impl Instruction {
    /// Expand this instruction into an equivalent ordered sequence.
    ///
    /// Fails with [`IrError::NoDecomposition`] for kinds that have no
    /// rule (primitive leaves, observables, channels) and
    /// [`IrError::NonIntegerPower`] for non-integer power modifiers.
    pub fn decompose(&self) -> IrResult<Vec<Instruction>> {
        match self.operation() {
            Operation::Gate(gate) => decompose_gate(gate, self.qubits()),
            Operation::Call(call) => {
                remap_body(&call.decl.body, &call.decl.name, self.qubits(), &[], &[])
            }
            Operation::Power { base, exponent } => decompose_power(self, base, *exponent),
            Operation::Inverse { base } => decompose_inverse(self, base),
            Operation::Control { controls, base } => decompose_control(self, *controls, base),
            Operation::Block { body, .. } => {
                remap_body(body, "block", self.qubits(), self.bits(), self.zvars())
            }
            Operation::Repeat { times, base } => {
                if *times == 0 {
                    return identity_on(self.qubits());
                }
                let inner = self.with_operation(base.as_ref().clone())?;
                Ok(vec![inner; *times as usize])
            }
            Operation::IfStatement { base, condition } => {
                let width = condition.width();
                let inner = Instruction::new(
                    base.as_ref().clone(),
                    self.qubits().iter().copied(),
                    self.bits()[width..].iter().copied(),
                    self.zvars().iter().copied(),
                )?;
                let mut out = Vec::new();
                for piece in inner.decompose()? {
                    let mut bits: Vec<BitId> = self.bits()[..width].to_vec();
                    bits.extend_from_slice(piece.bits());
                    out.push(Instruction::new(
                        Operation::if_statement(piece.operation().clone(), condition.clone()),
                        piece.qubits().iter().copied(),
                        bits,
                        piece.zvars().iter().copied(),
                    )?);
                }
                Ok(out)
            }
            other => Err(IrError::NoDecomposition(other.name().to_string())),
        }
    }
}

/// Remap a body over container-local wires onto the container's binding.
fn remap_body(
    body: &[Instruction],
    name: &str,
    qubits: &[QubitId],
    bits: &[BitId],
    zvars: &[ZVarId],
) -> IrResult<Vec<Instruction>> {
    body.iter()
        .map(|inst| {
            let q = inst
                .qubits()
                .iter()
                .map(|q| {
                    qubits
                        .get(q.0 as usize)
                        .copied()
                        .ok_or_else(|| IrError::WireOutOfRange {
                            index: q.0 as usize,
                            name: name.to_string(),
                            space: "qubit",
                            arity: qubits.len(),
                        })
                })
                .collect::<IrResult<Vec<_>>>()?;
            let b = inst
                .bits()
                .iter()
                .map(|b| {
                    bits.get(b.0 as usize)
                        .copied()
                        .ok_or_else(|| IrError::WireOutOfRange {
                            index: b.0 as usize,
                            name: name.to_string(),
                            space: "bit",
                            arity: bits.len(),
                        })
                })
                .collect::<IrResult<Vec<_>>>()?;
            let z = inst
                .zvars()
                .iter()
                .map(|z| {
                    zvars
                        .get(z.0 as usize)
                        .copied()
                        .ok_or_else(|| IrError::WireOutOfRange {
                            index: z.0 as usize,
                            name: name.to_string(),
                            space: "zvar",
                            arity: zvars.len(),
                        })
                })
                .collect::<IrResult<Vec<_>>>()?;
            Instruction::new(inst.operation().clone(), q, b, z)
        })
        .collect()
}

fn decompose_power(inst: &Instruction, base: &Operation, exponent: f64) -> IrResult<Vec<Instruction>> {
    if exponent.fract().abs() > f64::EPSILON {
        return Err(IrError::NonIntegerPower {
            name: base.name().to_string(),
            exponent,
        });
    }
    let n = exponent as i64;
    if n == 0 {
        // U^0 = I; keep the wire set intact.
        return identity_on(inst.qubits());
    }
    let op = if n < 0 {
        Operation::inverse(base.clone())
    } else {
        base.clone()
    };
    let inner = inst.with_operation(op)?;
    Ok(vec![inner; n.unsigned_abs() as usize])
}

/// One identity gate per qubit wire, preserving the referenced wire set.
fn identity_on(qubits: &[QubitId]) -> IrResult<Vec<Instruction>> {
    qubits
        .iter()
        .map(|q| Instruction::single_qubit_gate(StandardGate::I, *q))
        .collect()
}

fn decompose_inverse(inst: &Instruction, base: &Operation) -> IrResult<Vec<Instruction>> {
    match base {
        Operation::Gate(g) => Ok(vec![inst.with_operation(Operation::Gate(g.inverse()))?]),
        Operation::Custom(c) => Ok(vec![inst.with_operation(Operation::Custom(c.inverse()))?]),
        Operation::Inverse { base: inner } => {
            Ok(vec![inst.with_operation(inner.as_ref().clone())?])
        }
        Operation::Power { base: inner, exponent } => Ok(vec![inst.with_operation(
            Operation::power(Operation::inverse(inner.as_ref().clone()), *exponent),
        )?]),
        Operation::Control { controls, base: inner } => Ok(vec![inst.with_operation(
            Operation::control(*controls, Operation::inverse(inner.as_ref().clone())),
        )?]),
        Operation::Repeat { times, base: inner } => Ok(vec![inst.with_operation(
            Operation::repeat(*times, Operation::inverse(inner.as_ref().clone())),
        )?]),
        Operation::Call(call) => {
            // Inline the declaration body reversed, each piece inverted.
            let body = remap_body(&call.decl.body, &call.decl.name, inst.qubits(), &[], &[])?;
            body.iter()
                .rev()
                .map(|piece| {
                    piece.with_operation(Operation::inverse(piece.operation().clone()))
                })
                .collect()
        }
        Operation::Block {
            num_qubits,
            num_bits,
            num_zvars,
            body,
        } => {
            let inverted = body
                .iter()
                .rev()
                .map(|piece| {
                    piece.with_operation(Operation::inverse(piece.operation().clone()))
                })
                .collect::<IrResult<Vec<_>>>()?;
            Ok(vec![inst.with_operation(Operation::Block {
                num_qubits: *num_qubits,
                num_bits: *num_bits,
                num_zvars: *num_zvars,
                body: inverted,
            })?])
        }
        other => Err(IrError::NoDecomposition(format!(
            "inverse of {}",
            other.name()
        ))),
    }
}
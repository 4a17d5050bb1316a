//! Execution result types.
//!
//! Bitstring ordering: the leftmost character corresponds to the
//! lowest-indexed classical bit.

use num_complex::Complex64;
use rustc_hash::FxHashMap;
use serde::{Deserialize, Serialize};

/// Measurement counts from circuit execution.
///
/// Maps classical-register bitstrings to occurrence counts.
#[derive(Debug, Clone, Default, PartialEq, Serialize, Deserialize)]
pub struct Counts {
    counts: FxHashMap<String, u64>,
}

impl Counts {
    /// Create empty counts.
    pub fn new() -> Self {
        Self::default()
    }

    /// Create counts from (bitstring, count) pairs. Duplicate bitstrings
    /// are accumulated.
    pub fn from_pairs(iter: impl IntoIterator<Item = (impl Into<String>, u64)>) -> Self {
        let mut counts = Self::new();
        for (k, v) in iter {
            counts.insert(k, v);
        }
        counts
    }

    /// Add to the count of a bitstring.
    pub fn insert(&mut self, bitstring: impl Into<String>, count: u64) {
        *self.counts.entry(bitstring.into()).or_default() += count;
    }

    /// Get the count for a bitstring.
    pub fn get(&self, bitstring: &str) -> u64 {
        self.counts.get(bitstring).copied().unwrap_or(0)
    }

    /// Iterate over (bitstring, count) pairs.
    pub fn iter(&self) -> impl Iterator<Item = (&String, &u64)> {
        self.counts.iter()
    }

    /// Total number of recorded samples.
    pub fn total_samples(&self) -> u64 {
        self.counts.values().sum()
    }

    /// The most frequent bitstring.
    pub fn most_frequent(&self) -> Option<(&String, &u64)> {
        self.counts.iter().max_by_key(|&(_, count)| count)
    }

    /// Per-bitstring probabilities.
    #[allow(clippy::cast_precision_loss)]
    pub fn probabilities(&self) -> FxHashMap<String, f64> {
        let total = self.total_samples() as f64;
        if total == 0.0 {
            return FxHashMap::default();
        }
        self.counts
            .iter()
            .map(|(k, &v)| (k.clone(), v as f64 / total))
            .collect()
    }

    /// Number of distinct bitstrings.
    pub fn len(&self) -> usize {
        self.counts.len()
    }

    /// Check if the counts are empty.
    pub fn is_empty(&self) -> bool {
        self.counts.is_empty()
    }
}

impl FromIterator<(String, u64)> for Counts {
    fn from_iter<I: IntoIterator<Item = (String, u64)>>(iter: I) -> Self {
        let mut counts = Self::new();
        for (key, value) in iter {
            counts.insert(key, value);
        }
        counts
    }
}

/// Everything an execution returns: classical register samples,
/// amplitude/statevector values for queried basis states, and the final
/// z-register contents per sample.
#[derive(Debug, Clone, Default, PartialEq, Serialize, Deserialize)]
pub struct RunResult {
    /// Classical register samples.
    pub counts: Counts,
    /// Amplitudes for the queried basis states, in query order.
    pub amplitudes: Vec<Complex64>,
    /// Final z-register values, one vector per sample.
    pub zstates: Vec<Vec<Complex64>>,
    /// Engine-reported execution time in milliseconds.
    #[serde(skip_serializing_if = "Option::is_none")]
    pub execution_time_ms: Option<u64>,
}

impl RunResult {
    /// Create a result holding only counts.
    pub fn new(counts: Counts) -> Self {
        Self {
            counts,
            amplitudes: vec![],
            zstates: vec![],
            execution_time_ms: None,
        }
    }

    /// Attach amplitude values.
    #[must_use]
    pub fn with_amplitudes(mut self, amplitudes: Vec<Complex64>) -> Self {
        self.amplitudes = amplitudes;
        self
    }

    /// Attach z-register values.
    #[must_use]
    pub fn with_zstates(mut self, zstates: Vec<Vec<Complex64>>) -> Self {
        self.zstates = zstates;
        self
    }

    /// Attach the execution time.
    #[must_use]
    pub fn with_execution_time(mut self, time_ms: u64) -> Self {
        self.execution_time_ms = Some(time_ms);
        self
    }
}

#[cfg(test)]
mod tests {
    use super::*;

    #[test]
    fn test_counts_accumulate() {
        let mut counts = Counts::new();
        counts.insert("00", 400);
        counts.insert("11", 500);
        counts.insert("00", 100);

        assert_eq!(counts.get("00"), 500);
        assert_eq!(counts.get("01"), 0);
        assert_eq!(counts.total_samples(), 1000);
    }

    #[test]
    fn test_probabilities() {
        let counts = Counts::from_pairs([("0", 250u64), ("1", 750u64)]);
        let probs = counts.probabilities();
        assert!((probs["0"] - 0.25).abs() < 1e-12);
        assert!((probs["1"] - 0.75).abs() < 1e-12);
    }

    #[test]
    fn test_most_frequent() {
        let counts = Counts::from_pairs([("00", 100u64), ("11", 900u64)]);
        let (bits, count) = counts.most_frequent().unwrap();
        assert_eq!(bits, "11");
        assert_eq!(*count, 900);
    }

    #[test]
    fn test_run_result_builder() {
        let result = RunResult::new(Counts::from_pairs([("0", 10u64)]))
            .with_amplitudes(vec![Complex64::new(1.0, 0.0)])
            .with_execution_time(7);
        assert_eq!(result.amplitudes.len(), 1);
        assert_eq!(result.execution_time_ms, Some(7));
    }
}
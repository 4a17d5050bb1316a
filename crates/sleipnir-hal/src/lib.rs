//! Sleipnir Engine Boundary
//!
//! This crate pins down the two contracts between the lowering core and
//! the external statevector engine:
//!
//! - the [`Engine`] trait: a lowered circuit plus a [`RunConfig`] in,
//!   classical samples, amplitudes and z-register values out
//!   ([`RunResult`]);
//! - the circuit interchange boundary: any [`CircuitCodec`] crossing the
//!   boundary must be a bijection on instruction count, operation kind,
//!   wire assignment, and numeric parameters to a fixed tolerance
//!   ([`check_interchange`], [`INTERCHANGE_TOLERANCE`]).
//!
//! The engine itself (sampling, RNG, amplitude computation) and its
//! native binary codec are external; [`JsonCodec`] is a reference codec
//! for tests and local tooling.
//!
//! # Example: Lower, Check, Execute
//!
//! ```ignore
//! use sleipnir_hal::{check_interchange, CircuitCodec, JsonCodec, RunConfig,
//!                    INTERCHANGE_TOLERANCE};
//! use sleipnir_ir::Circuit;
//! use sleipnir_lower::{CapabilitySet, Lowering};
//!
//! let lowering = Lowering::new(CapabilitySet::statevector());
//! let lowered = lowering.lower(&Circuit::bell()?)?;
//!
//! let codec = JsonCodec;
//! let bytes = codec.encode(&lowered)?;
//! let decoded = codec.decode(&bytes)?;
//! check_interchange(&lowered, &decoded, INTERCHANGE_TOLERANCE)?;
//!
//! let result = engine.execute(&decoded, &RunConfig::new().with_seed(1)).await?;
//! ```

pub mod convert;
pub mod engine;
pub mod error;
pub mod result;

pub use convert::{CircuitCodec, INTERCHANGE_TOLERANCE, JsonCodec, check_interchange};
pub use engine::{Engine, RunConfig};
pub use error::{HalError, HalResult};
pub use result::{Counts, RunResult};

• • •

● **WHAT IS REQUIRED**
Every line in the listing that holds the string "NoDecomposition" should be copied out.

● **EXERCISE RESPONSE**
    /// Fails with [`IrError::NoDecomposition`] for kinds that have no
            other => Err(IrError::NoDecomposition(other.name().to_string())),
        other => Err(IrError::NoDecomposition(format!(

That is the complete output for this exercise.